Spasticity, characterized by elevated muscle tone, is commonly managed with botulinum toxin type A (BTX-A). However, BTX-A can paradoxically increase passive muscle forces, narrow muscles' length range of force exertion (l_range), and elevate extracellular matrix (ECM) stiffness. C3 transferase, known to inhibit myofibroblast and fascial tissue contractility, may counteract ECM stiffening. This study investigated whether combining BTX-A with C3 transferase reduces active forces without altering passive forces or l_range. Additionally, we examined the isolated effects of C3 transferase on muscle levels.

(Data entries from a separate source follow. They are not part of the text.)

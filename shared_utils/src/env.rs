use thiserror::Error;

/// An environment variable required by the application is not set.
#[derive(Debug, Error)]
#[error("Missing environment variable: {0}")]
pub struct MissingEnvVarError(pub String);

/// Reads an environment variable, returning a structured error if it's missing.
///
/// This is a thin wrapper around `std::env::var` that provides a more
/// ergonomic and specific error type for missing variables. A variable that
/// is set but blank counts as missing.
///
/// # Arguments
/// * `name` - The name of the environment variable to read.
pub fn get_env_var(name: &str) -> Result<String, MissingEnvVarError> {
    match std::env::var(name) {
        Ok(value) if !value.trim().is_empty() => Ok(value),
        _ => Err(MissingEnvVarError(name.to_string())),
    }
}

Male Wistar rats received injections into the tibialis anterior (TA): Control (n = 7, saline) and C3 + BTX-A (n = 7, 2.5 µg C3 + 0.1U BTX-A). TA forces were measured one month post-injection, and isolated C3 transferase effects were assessed in separate groups (Control and C3, n = 6 each). Active forces were 43.5% lower in the C3 + BTX-A group compared to the Control group. No differences between groups in passive forces (p = 0.33) or l_range (p = 0.19) were observed. C3 transferase alone had no significant effect on relative muscle mass (p = 0.298) or collagen content (p = 0.093). Supplementing BTX-A with C3 transferase eliminates BTX-A's adverse effects at the muscle level. C3 transferase alone causes no atrophy or collagen increase, which are key factors in BTX-A-induced ECM stiffening. This novel neurodenervant formula shows promise for advancing spasticity management.